Опоздал ли наш театр к Виткевичу, Ружевичу, Гомбровичу? И да, и нет: так же, как и вся Атлантида, казалось бы, замолчанной культуры нашего собственного ХХ века начинает возвышать и еще возвысит свой голос, сдувая «пудру» с искалеченных мозгов, называя вещи своими именами. Ныне мир един, что бы мы ни думали на сей счет. Характерная польская нота в нашей театральной жизни не исчерпывается привезенными спектаклями. Вместе с гастрольными впечатлениями и нечастыми обращениями российских режиссеров к польской драматургии наша сцена постоянно встречается с польской драматургией и режиссурой «из первых рук», лицом к лицу.

Сцена из спектакля.
Фото — Ю. Смелкина.

 

По-моему, ценно в ленсоветовском «Венчании», идущем на Малой сцене театра, то, что это именно режиссерский дебют, но не самонадеянный блиц.
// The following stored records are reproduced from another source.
//! Pure view-state machine. Every transition takes the current state and an
//! input and produces the next state; nothing here performs I/O.

use std::sync::Arc;

use shared::{
    domain::{AnalysisResult, DetailTab, FileCandidate, SelectedImage, SidePanel, ViewState},
    error::{UnknownTab, ValidationError},
    protocol::PredictOutcome,
};

use crate::{
    error::ClientError, presentation::ResultView, preview::PreviewImage, progress::Progress,
};

pub const GENERIC_FAILURE_MESSAGE: &str = "Failed to analyze image. Please try again.";
pub const NETWORK_ERROR_MESSAGE: &str =
    "Network error. Please check your connection and try again.";

/// Identifies one submission so late completions can be matched against the
/// submission the state is still waiting for.
#[derive(Debug, Clone, Copy, PartialEq, Eq, Hash)]
pub struct SubmissionId(u64);

/// Identifies one accepted selection, used to drop previews of replaced images.
#[derive(Debug, Clone, Copy, PartialEq, Eq, Hash)]
pub struct SelectionId(u64);

#[derive(Debug, Clone)]
pub struct Submission {
    pub id: SubmissionId,
    pub image: Arc<SelectedImage>,
}

#[derive(Debug, Clone)]
pub struct Selection {
    pub id: SelectionId,
    pub image: Arc<SelectedImage>,
    /// Submission that was waiting when this selection replaced the old image.
    pub superseded: Option<SubmissionId>,
}

#[derive(Debug, Clone, Default, PartialEq)]
pub enum PreviewState {
    #[default]
    Empty,
    Pending,
    Ready(Arc<PreviewImage>),
    Failed(String),
}

/// How a submission ended.
#[derive(Debug, Clone, PartialEq)]
pub enum Settlement {
    Classified(AnalysisResult),
    Rejected(Option<String>),
    Unreachable,
}

impl From<Result<PredictOutcome, ClientError>> for Settlement {
    fn from(value: Result<PredictOutcome, ClientError>) -> Self {
        match value {
            Ok(PredictOutcome::Classified(result)) => Self::Classified(result),
            Ok(PredictOutcome::Rejected(message)) => Self::Rejected(message),
            Err(_) => Self::Unreachable,
        }
    }
}

/// Everything a renderer needs to draw one frame.
#[derive(Debug, Clone, PartialEq)]
pub struct ViewSnapshot {
    pub side_panel: SidePanel,
    pub view: ViewState,
    pub busy: bool,
    pub selected: Option<Arc<SelectedImage>>,
    pub preview: PreviewState,
    pub result: Option<ResultView>,
    pub error_message: Option<String>,
    pub active_tab: DetailTab,
    pub progress: Progress,
}

#[derive(Debug, Default)]
pub struct ControllerState {
    selected: Option<Arc<SelectedImage>>,
    selection_seq: u64,
    current_selection: Option<SelectionId>,
    submission_seq: u64,
    in_flight: Option<SubmissionId>,
    side_panel: SidePanel,
    view: ViewState,
    preview: PreviewState,
    result: Option<AnalysisResult>,
    error_message: Option<String>,
    active_tab: DetailTab,
    progress: Progress,
}

impl ControllerState {
    pub fn new() -> Self {
        Self::default()
    }

    pub fn view(&self) -> ViewState {
        self.view
    }

    pub fn side_panel(&self) -> SidePanel {
        self.side_panel
    }

    pub fn is_busy(&self) -> bool {
        self.in_flight.is_some()
    }

    pub fn selected(&self) -> Option<&SelectedImage> {
        self.selected.as_deref()
    }

    pub fn result(&self) -> Option<&AnalysisResult> {
        self.result.as_ref()
    }

    pub fn error_message(&self) -> Option<&str> {
        self.error_message.as_deref()
    }

    pub fn active_tab(&self) -> DetailTab {
        self.active_tab
    }

    pub fn progress(&self) -> Progress {
        self.progress
    }

    /// Validates and stores a candidate. A rejected candidate only switches the
    /// right-hand group to `Error`; the stored image and left panel stay as they were.
    pub fn select_file(&mut self, candidate: FileCandidate) -> Result<Selection, ValidationError> {
        let image = match candidate.validate() {
            Ok(image) => Arc::new(image),
            Err(err) => {
                self.show_error(err.to_string());
                return Err(err);
            }
        };

        self.selection_seq += 1;
        let id = SelectionId(self.selection_seq);
        let superseded = self.in_flight.take();

        self.selected = Some(Arc::clone(&image));
        self.current_selection = Some(id);
        self.side_panel = SidePanel::Preview;
        self.preview = PreviewState::Pending;
        self.view = ViewState::Welcome;
        self.result = None;
        self.error_message = None;
        self.progress = Progress::idle();

        Ok(Selection {
            id,
            image,
            superseded,
        })
    }

    /// Starts a submission if an image is selected and none is in flight.
    pub fn begin_analysis(&mut self) -> Option<Submission> {
        if self.in_flight.is_some() {
            return None;
        }
        let image = Arc::clone(self.selected.as_ref()?);

        self.submission_seq += 1;
        let id = SubmissionId(self.submission_seq);
        self.in_flight = Some(id);
        self.view = ViewState::Loading;
        self.result = None;
        self.error_message = None;
        self.progress = Progress::started();

        Some(Submission { id, image })
    }

    /// Advances the cosmetic indicator. Returns false once the submission is no
    /// longer the one being waited on.
    pub fn advance_progress(&mut self, id: SubmissionId, step: f32) -> bool {
        if self.in_flight != Some(id) {
            return false;
        }
        self.progress = self.progress.advanced(step);
        true
    }

    /// Applies the outcome of a submission. Outcomes of superseded submissions
    /// are dropped and `false` is returned.
    pub fn finish_analysis(&mut self, id: SubmissionId, settlement: Settlement) -> bool {
        if self.in_flight != Some(id) {
            return false;
        }
        self.in_flight = None;
        self.progress = Progress::completed();

        match settlement {
            Settlement::Classified(result) => {
                self.result = Some(result);
                self.error_message = None;
                self.view = ViewState::Results;
            }
            Settlement::Rejected(message) => {
                self.show_error(message.unwrap_or_else(|| GENERIC_FAILURE_MESSAGE.to_string()));
            }
            Settlement::Unreachable => {
                self.show_error(NETWORK_ERROR_MESSAGE.to_string());
            }
        }
        true
    }

    /// Returns to the initial upload state. Returns the submission that was
    /// still in flight, if any.
    pub fn reset(&mut self) -> Option<SubmissionId> {
        let superseded = self.in_flight.take();
        self.selected = None;
        self.current_selection = None;
        self.side_panel = SidePanel::Upload;
        self.view = ViewState::Welcome;
        self.preview = PreviewState::Empty;
        self.result = None;
        self.error_message = None;
        self.active_tab = DetailTab::default();
        self.progress = Progress::idle();
        superseded
    }

    pub fn switch_tab(&mut self, name: &str) -> Result<DetailTab, UnknownTab> {
        let tab = name.parse::<DetailTab>()?;
        self.active_tab = tab;
        Ok(tab)
    }

    pub fn select_tab(&mut self, tab: DetailTab) {
        self.active_tab = tab;
    }

    /// Stores a decoded preview if it still belongs to the current selection.
    pub fn preview_ready(&mut self, id: SelectionId, preview: PreviewState) -> bool {
        if self.current_selection != Some(id) {
            return false;
        }
        self.preview = preview;
        true
    }

    pub fn snapshot(&self) -> ViewSnapshot {
        ViewSnapshot {
            side_panel: self.side_panel,
            view: self.view,
            busy: self.is_busy(),
            selected: self.selected.clone(),
            preview: self.preview.clone(),
            result: self.result.as_ref().map(ResultView::from_result),
            error_message: self.error_message.clone(),
            active_tab: self.active_tab,
            progress: self.progress,
        }
    }

    fn show_error(&mut self, message: String) {
        self.error_message = Some(message);
        self.view = ViewState::Error;
    }
}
Несколько лет своего обучения Бениамин Коц провел в России. Мы смотрим на этой сцене «Венчание» новоиспеченного, молодого постановщика, но хочется верить, что он сознательно осваивает здесь «культурный слой» — и польский, и собственно ленсоветовский, и петербургский, который чудесным образом здесь просвечивает. Его отсветы, блики важны, делают обращение театра к Гомбровичу неслучайным, основательным.

В заставке за длинным столом сидят все вместе персонажи «Венчания» — и в памяти всплывает соответствующая мизансцена из «Вора» Веслава Мысливского, давнего недооцененного спектакля Бутусова на ленсоветовской сцене.

Морок войны, фатально меняющий лицо мира и мир людей, человек на ветрах истории. Конечно же, для этой постановки, так же как и для самой пьесы, существен Мрожек, а именно «Пешком» в постановке Анджея Бубеня, с не менее печальной судьбой: попав при рождении в пространственно-временную «яму» ДК у Нарвских ворот, прекрасный спектакль с сильным актерским ансамблем не был восстановлен на сцене БДТ. Кстати: Бубень, который был педагогом Коца в мастерской Красовского, ставил и Гомбровича (о его «Опереттее» В будапештском Национальном театре см. ПТЖ № 78). Сейчас он ставит Ружевича в «Современнике» — и трудно объяснить, почему не ставит Гомбровича у нас.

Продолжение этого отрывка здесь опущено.